Podemos busca recuperar la iniciativa frente al PSOE en la crisis del coronavirus

La crisis del coronavirus ha sepultado la vida política cotidiana del país. Con el Congreso prácticamente sin actividad, la economía funcionando en modo de guerra y todos los ministerios trabajando conjuntamente en el objetivo de «doblegar la curva de contagios», las rencillas que surgieron en el Gobierno de coalición durante febrero fueron borradas de un plumazo. Sin embargo, la centralización de la gestión de la crisis sanitaria en cuatro ministerios controlados por el PSOE (Sanidad, Interior, Defensa y Transportes) ha restado un protagonismo político a Unidas Podemos que ahora intentan recuperar.

La formación morada puso en marcha a lo largo de esta semana una fuerte campaña en redes sociales para reflejar las medidas que, consideran, son mérito suyo. Es el caso del llamado «escudo social», una serie de estímulos económicos que Unidas Podemos puso sobre la mesa del Consejo de Ministros para «proteger a los trabajadores o a las familias con menos recursos» o que los vieran mermados por esta crisis. «Tras mucho trabajo hemos logrado aprobar en el Consejo de Ministros un ‘Escudo Social’ contra el Coronavirus para proteger a la gente trabajadora, autónomos, empresas y familias del impacto de la enfermedad. Seguimos trabajando en más medidas para los próximos días», defendió el vicepresidente de Derechos Sociales, Pablo Iglesias.

Sin embargo, la imagen proyectada por el Gobierno desde el pasado sábado, con el anuncio en pleno horario de ‘prime time’ para decretar el estado de alarma, es la del prescindente del Gobierno, Pedro Sánchez, que se está mostrando como el líder de la gestión de la crisis.

En Unidas Podemos se sienten ninguneados y buscan recuperar la iniciativa poniendo en valor las propuestas sociales de Iglesias, la ministra Yolanda Díaz, y sus respectivos secretarios de Estado. Con un perfil más bajo se mantienen los departamentos morados de Igualdad, liderado por Irene Montero, que guarda reposo tras dar positivo por COVID-19 el pasado 12 de marzo; el de Consumo, que ostenta Alberto Garzón; y el de Universidades, con Manuel Castells al frente. Estos dos últimos, además, se ven lastrados en la tormenta por sus limitadas competencias para paliar los efectos de la pandemia.

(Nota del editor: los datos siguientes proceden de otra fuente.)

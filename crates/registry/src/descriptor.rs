//! Registered implementation records.

use std::sync::Arc;
use std::sync::atomic::{AtomicBool, Ordering};

use arc_swap::ArcSwapOption;

use crate::core::{BeanError, BeanInstance, BeanRegistration, BeanScope, BeanType, Result};
use crate::producer::{InstanceProducer, PerRequestProducer, SharedProducer};
use crate::registry::Registry;

/// One registered implementation and its metadata.
///
/// Immutable after registration except for the terminal disposed flag, which
/// is set when the descriptor is unregistered.
pub struct Descriptor {
	implementation: BeanType,
	capabilities: Box<[BeanType]>,
	priority: Option<f64>,
	override_target: Option<BeanType>,
	scope: BeanScope,
	create_eagerly: bool,
	producer: Arc<dyn InstanceProducer>,
	/// Registration sequence number, unique per registry.
	ordinal: u64,
	disposed: AtomicBool,
	decorated: ArcSwapOption<Decorated>,
}

/// Decorated handle cached for one raw shared instance.
struct Decorated {
	raw: BeanInstance,
	decorated: BeanInstance,
}

impl Descriptor {
	/// Builds the descriptor for a registration, picking its producer from the scope.
	pub(crate) fn from_registration(registration: BeanRegistration, ordinal: u64) -> Result<Self> {
		registration.validate()?;
		let implementation = registration.implementation;
		let capabilities = registration.capability_set().into_boxed_slice();
		let producer: Arc<dyn InstanceProducer> = match (
			registration.producer,
			registration.preset_instance,
			registration.factory,
		) {
			(Some(custom), _, _) => custom,
			(None, Some(instance), _) => Arc::new(SharedProducer::with_instance(instance)),
			(None, None, Some(factory)) => match registration.scope {
				BeanScope::Shared => Arc::new(SharedProducer::new(factory)),
				BeanScope::PerRequest => Arc::new(PerRequestProducer::new(factory)),
			},
			(None, None, None) => {
				return Err(BeanError::InvalidRegistration {
					implementation,
					reason: "no instance source".to_string(),
				});
			}
		};

		Ok(Self {
			implementation,
			capabilities,
			priority: registration.priority,
			override_target: registration.override_target,
			scope: registration.scope,
			create_eagerly: registration.create_eagerly,
			producer,
			ordinal,
			disposed: AtomicBool::new(false),
			decorated: ArcSwapOption::empty(),
		})
	}

	pub fn implementation(&self) -> BeanType {
		self.implementation
	}

	/// Capability closure, implementation type first.
	pub fn capabilities(&self) -> &[BeanType] {
		&self.capabilities
	}

	pub fn implements(&self, capability: BeanType) -> bool {
		self.capabilities.contains(&capability)
	}

	/// Priority given at registration, before inheritance from an override target.
	pub fn declared_priority(&self) -> Option<f64> {
		self.priority
	}

	pub fn override_target(&self) -> Option<BeanType> {
		self.override_target
	}

	pub fn scope(&self) -> BeanScope {
		self.scope
	}

	pub fn create_eagerly(&self) -> bool {
		self.create_eagerly
	}

	pub fn ordinal(&self) -> u64 {
		self.ordinal
	}

	pub fn is_disposed(&self) -> bool {
		self.disposed.load(Ordering::Acquire)
	}

	/// True if a shared instance is currently held.
	pub fn has_instance(&self) -> bool {
		self.producer.has_instance()
	}

	/// Produces an instance through this descriptor's producer, undecorated.
	pub fn produce(&self, registry: &Registry) -> Result<BeanInstance> {
		if self.is_disposed() {
			return Err(BeanError::DescriptorDisposed {
				implementation: self.implementation,
			});
		}
		self.producer.produce(registry, self)
	}

	/// Terminal: marks the descriptor disposed and releases held instances.
	/// Returns false if it was already disposed.
	pub(crate) fn dispose(&self) -> bool {
		if self.disposed.swap(true, Ordering::SeqCst) {
			return false;
		}
		self.producer.dispose();
		self.decorated.store(None);
		true
	}

	/// Returns the cached decoration of `raw`, computing and caching it on a miss.
	pub(crate) fn decorated_once(
		&self,
		raw: &BeanInstance,
		decorate: impl FnOnce() -> BeanInstance,
	) -> BeanInstance {
		let current = self.decorated.load_full();
		if let Some(cached) = &current
			&& BeanInstance::ptr_eq(&cached.raw, raw)
		{
			return cached.decorated.clone();
		}

		let fresh = Arc::new(Decorated {
			raw: raw.clone(),
			decorated: decorate(),
		});
		let previous = self
			.decorated
			.compare_and_swap(&current, Some(Arc::clone(&fresh)));
		let stored = match (&*previous, &current) {
			(Some(p), Some(c)) => Arc::ptr_eq(p, c),
			(None, None) => true,
			_ => false,
		};
		// A dispose racing the swap may have cleared the slot before we stored.
		if stored && self.disposed.load(Ordering::SeqCst) {
			self.decorated.store(None);
			return fresh.decorated.clone();
		}
		match (&*previous, &current) {
			// Lost to a concurrent decoration of the same instance: hand out the winner.
			(Some(winner), Some(seen))
				if !Arc::ptr_eq(winner, seen) && BeanInstance::ptr_eq(&winner.raw, raw) =>
			{
				winner.decorated.clone()
			}
			(Some(winner), None) if BeanInstance::ptr_eq(&winner.raw, raw) => winner.decorated.clone(),
			_ => fresh.decorated.clone(),
		}
	}
}

impl std::fmt::Debug for Descriptor {
	fn fmt(&self, f: &mut std::fmt::Formatter<'_>) -> std::fmt::Result {
		f.debug_struct("Descriptor")
			.field("implementation", &self.implementation)
			.field("capabilities", &self.capabilities)
			.field("priority", &self.priority)
			.field("override_target", &self.override_target)
			.field("scope", &self.scope)
			.field("ordinal", &self.ordinal)
			.field("disposed", &self.is_disposed())
			.finish_non_exhaustive()
	}
}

Precisamente, los positivos de Montero y de Begoña Gómez, esposa del presidente del Gobierno, levantaron muchas dudas sobre la conveniencia de que sus parejas -que han dado negativo en los tests de la enfermedad- siguieran manteniendo una agenda presencial y ofreciendo comparecencias mientras se recomendaba al resto de la población respetar una cuarentena de 14 días en caso de haber estado en contacto con un contagiado. El pasado viernes, Fernando Simón, director del Centro de Alertas Sanitarias, salió al paso de la polémica explicando que los protocolos de Sanidad son flexibles para casos concretos. «Los documentos que están elaborados prevén ciertas excepciones que son razonables», añadió.

El miedo al segundo plano

Desde que se decretó el estado de alarma, Iglesias ha participado en un Consejo de Ministros y ofrecido una rueda de prensa junto al ministro de Sanidad, Salvador Illa. Sánchez, por su parte, ha hecho lo propio, pero además lanzando dos mensajes a la nación, en la línea de otros presidentes europeos. Incluso el líder de la oposición, el popular Pablo Casado, también teme permanecer entre bambalinas mientras se desata la peor crisis sanitaria del siglo en España, y comparece periódicamente desde una vacía sede de la calle Génova. Los políticos hacen hoy más válida la frase atribuida en los años 90 al entonces vicepresidente socialista Alfonso Guerra de «el que se mueve, no sale en la foto».

El pasado viernes, Iglesias mantuvo un encuentro telemático con los responsables de los Servicios Sociales de las comunidades autónomas, a los que transmitió que «en esta guerra todos combatimos del mismo lado independientemente del partido en el que militemos». Una ocasión para hacer valer sus competencias, pero en un contexto de alarma constante -no solo por las consecuencias del decreto-, el mensaje suele quedar opacado de inmediato por el siguiente sobresalto.